There is a common flaw I see with the majority of athletic performance enhancement programs today. It is the over emphasis or under emphasis on different components of strength & conditioning. Whether it's doing too much strength work or not enough recovery work, there is typically no balance.
For any athlete trying to improve their performance there should be an equal emphasis on every component of performance enhancement training. However, the amount of emphasis can and should be altered based on an athlete's current abilities. For example, you may have two athletes who lack speed.

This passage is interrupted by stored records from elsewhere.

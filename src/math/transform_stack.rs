use glam::Mat4;

/// Maximum number of transforms the stack can hold at once.
///
/// The scene never nests deeper than two levels; 32 leaves room for
/// hand-authored hierarchies without growing the buffer per frame.
pub const MAX_DEPTH: usize = 32;

/// LIFO scratchpad for composing model-view transforms during one render pass.
///
/// Every `push` must be balanced by a `pop` before the pass ends. Overflow,
/// popping an empty stack and leaving a pass unbalanced are caller bugs and
/// panic immediately.
#[derive(Debug, Clone, Default)]
pub struct TransformStack {
    entries: Vec<Mat4>,
}

impl TransformStack {
    pub fn new() -> Self {
        Self {
            entries: Vec::with_capacity(MAX_DEPTH),
        }
    }

    /// Save a copy of `transform`
    pub fn push(&mut self, transform: Mat4) {
        assert!(
            self.entries.len() < MAX_DEPTH,
            "transform stack overflow: depth limit is {MAX_DEPTH}"
        );
        self.entries.push(transform);
    }

    /// Remove and return the most recently pushed transform
    pub fn pop(&mut self) -> Mat4 {
        match self.entries.pop() {
            Some(transform) => transform,
            None => panic!("transform stack underflow: pop on an empty stack"),
        }
    }

    pub fn depth(&self) -> usize {
        self.entries.len()
    }

    pub fn is_empty(&self) -> bool {
        self.entries.is_empty()
    }

    /// Panics unless the stack is back at `expected` depth.
    pub fn assert_depth(&self, expected: usize) {
        assert_eq!(
            self.entries.len(),
            expected,
            "unbalanced transform stack: every push needs a matching pop"
        );
    }
}

#[cfg(test)]
mod tests {
    use super::*;
    use glam::Vec3;

    #[test]
    fn push_pop_is_lifo() {
        let a = Mat4::from_translation(Vec3::X);
        let b = Mat4::from_scale(Vec3::splat(2.0));
        let mut stack = TransformStack::new();

        stack.push(a);
        stack.push(b);
        assert_eq!(stack.depth(), 2);

        assert_eq!(stack.pop(), b);
        assert_eq!(stack.pop(), a);
        assert!(stack.is_empty());
    }

    #[test]
    #[should_panic(expected = "underflow")]
    fn pop_on_empty_panics() {
        let mut stack = TransformStack::new();
        stack.push(Mat4::IDENTITY);
        stack.pop();
        stack.pop();
    }

    #[test]
    #[should_panic(expected = "overflow")]
    fn push_past_capacity_panics() {
        let mut stack = TransformStack::new();
        for _ in 0..=MAX_DEPTH {
            stack.push(Mat4::IDENTITY);
        }
    }

    #[test]
    fn fills_to_capacity() {
        let mut stack = TransformStack::new();
        for i in 0..MAX_DEPTH {
            stack.push(Mat4::from_translation(Vec3::new(i as f32, 0.0, 0.0)));
        }
        assert_eq!(stack.depth(), MAX_DEPTH);
        assert_eq!(
            stack.pop(),
            Mat4::from_translation(Vec3::new((MAX_DEPTH - 1) as f32, 0.0, 0.0))
        );
    }

    #[test]
    #[should_panic(expected = "unbalanced")]
    fn assert_depth_catches_missing_pop() {
        let mut stack = TransformStack::new();
        stack.push(Mat4::IDENTITY);
        stack.assert_depth(0);
    }
}
use crate::picking::{PickId, PickTarget};

/// Capability of a draw target to tag geometry with pick ids.
///
/// Scene composition only talks to this interface, so the hit-testing
/// strategy behind it (color ids, bounding volumes, ...) can change without
/// touching the code that places objects.
pub trait Pickable {
    /// Tag subsequent draws with `id`; `None` marks them not pickable
    fn assign_id(&mut self, id: Option<PickId>);

    /// Switch between lit output and flat id output for subsequent passes
    fn render_in_id_mode(&mut self, enabled: bool);
}

/// Resolves a screen position to whatever the last id pass put there
pub trait HitTester {
    /// `x`, `y` are pixels from the top-left corner of the viewport
    fn hit_test(&self, x: u32, y: u32) -> PickTarget;
}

The first athlete may lack speed due to poor flexibility, and flawed technique. On the other hand athlete number two may lack speed due to the fact that he/she doesnt have sufficient maximal strength. Now comparing these two athletes, you should incorporate all components of athletic development, but there should be more flexibility and technique emphasis with the first athlete, and a focus on maximal strength work with athlete two.
Now the question at hand is, what exactly are the components, how should they be incorporated into an athletes training program, and how do we structure what should be emphasized? To answer, there are 7 basic components to "Optimal Athletic Development" and they are as follows in no particular order of importance:
1.) Assessments & evaluations 2.)Warm up & Activation 3.) Recovery, Nutrition & Regeneration 4.) ESD (energy system development) 5.) Flexibility, Mobility, & Stability 6.) Strength & Power Training 7.) Speed, Agility, & Quickness Training.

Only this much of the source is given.